The June 21 town hall at the Chinatown YMCA was organized by the mayor’s office, in conjunction with Council member Chin and other elected officials. During the forum, Chin called on members of the audience to ask the mayor questions on a wide range of topics. It was quite a scene at the intersection of Bowery and East Houston Street, outside the auditorium, in the hours before the event got underway. Demonstrators carried signs, protesting a range of issues, from development plans at the Elizabeth Street Garden to the rezoning of Chinatown. Attendees, who were required to RSVP for the town hall, passed through metal detectors on the way inside. Police confiscated flyers before people were allowed entry.
The lawsuit does not name the mayor or the NYPD. Chin is the sole target.
Wilcke is not alone in protesting the heavy-handed tactics. Norman Siegel, the well-known civil rights lawyer, has fired off a letter to the mayor and police commissioner, saying the city’s conduct at the town hall amounted to violations of the First and Fourth amendments.

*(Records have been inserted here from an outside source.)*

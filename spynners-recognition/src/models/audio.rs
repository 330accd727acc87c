//! Audio sample types

use base64::{engine::general_purpose, Engine as _};
use serde::{Deserialize, Serialize};
use thiserror::Error;

/// Container/codec classification of a raw audio buffer
#[derive(Debug, Clone, Copy, PartialEq, Eq, Serialize, Deserialize)]
#[serde(rename_all = "lowercase")]
pub enum AudioFormat {
    Wav,
    Mp3,
    M4a,
    Webm,
    Ogg,
    Unknown,
}

impl AudioFormat {
    /// File extension used when the format must be named on disk or on the wire
    ///
    /// `Unknown` has no extension of its own; call sites pick their default.
    pub fn extension(self) -> Option<&'static str> {
        match self {
            AudioFormat::Wav => Some("wav"),
            AudioFormat::Mp3 => Some("mp3"),
            AudioFormat::M4a => Some("m4a"),
            AudioFormat::Webm => Some("webm"),
            AudioFormat::Ogg => Some("ogg"),
            AudioFormat::Unknown => None,
        }
    }

    /// Whether the fingerprint service needs this format converted to PCM/WAV first
    pub fn needs_transcoding(self) -> bool {
        matches!(self, AudioFormat::Webm | AudioFormat::M4a | AudioFormat::Ogg)
    }

    /// MIME type sent with the sample part of a multipart upload
    pub fn mime_type(self) -> &'static str {
        match self {
            AudioFormat::Wav => "audio/wav",
            AudioFormat::Mp3 => "audio/mpeg",
            AudioFormat::M4a => "audio/m4a",
            AudioFormat::Webm => "audio/webm",
            AudioFormat::Ogg => "audio/ogg",
            AudioFormat::Unknown => "application/octet-stream",
        }
    }

    /// Map an extension back to a format (case-insensitive)
    pub fn from_extension(ext: &str) -> AudioFormat {
        match ext.to_ascii_lowercase().as_str() {
            "wav" => AudioFormat::Wav,
            "mp3" => AudioFormat::Mp3,
            "m4a" | "mp4" | "aac" => AudioFormat::M4a,
            "webm" => AudioFormat::Webm,
            "ogg" | "oga" => AudioFormat::Ogg,
            _ => AudioFormat::Unknown,
        }
    }
}

/// Result of format detection at a particular call site
#[derive(Debug, Clone, Copy, PartialEq, Eq)]
pub struct DetectedFormat {
    pub format: AudioFormat,
    /// Extension to use on disk; the call site default when the format is unknown
    pub extension: &'static str,
    pub needs_transcoding: bool,
}

/// Raw audio bytes plus their detected format
///
/// Created per request and dropped once the pipeline completes.
#[derive(Debug, Clone)]
pub struct AudioSample {
    pub bytes: Vec<u8>,
    pub format: AudioFormat,
    pub extension: &'static str,
}

impl AudioSample {
    pub fn new(bytes: Vec<u8>, detected: DetectedFormat) -> Self {
        Self {
            bytes,
            format: detected.format,
            extension: detected.extension,
        }
    }

    /// File name announced to the fingerprint service
    pub fn file_name(&self) -> String {
        format!("sample.{}", self.extension)
    }

    /// MIME type announced to the fingerprint service
    pub fn mime_type(&self) -> &'static str {
        match self.format {
            AudioFormat::Unknown => AudioFormat::from_extension(self.extension).mime_type(),
            known => known.mime_type(),
        }
    }

    pub fn len(&self) -> usize {
        self.bytes.len()
    }

    pub fn is_empty(&self) -> bool {
        self.bytes.is_empty()
    }
}

/// Rejected base64 audio payload
#[derive(Debug, Clone, Copy, PartialEq, Eq, Error)]
pub enum AudioDecodeError {
    #[error("Invalid audio data URI")]
    InvalidDataUri,

    #[error("Invalid base64 audio data")]
    InvalidBase64,

    #[error("Empty audio data")]
    Empty,
}

/// Decode a base64 audio payload
///
/// Surrounding whitespace and a `data:<mime>;base64,` prefix are tolerated.
pub fn decode_base64_audio(encoded: &str) -> Result<Vec<u8>, AudioDecodeError> {
    let encoded = encoded.trim();
    let payload = match encoded.strip_prefix("data:") {
        Some(rest) => rest
            .split_once(";base64,")
            .map(|(_, data)| data)
            .ok_or(AudioDecodeError::InvalidDataUri)?,
        None => encoded,
    };

    let bytes = general_purpose::STANDARD
        .decode(payload)
        .map_err(|_| AudioDecodeError::InvalidBase64)?;
    if bytes.is_empty() {
        return Err(AudioDecodeError::Empty);
    }
    Ok(bytes)
}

Siegel sent the letter, the News reported, on behalf of the SoHo Alliance (that group is headed by political activist Sean Sweeney, another leader of Downtown Independent Democrats and an outspoken Chin critic). “I can’t think of any Constitutional reason why the government has a right to do what they did on June 21st, to confiscate political literature,” said Siegel.
A NYPD spokesperson said, “After several altercations outside of the town hall between different groups with different signage, the NYPD prohibited signage from the event to prevent another altercation between the groups.” The mayor’s office declined to comment, referring questions to the Law Department and to the police department.
A spokesperson for Council member Chin, Paul Leonard, said, “These allegations are baseless and absurd. The NYPD and Mayor’s police detail prohibited all campaign literature from being brought into the town hall facility, including literature from the Council Member’s own volunteers… Council Members have no control over the actions of the Mayor’s NYPD detail — a fact that someone with Norman Siegel’s extensive legal background knows full well.”
On June 29, DNAinfo reported that Aaron Foldenauer, who is challenging Chin in the upcoming Democratic Primary, filed a federal complaint against the mayor and the Council member. In the complaint, Foldenauer alleged that de Blasio and Chin ordered cops to seize the political materials.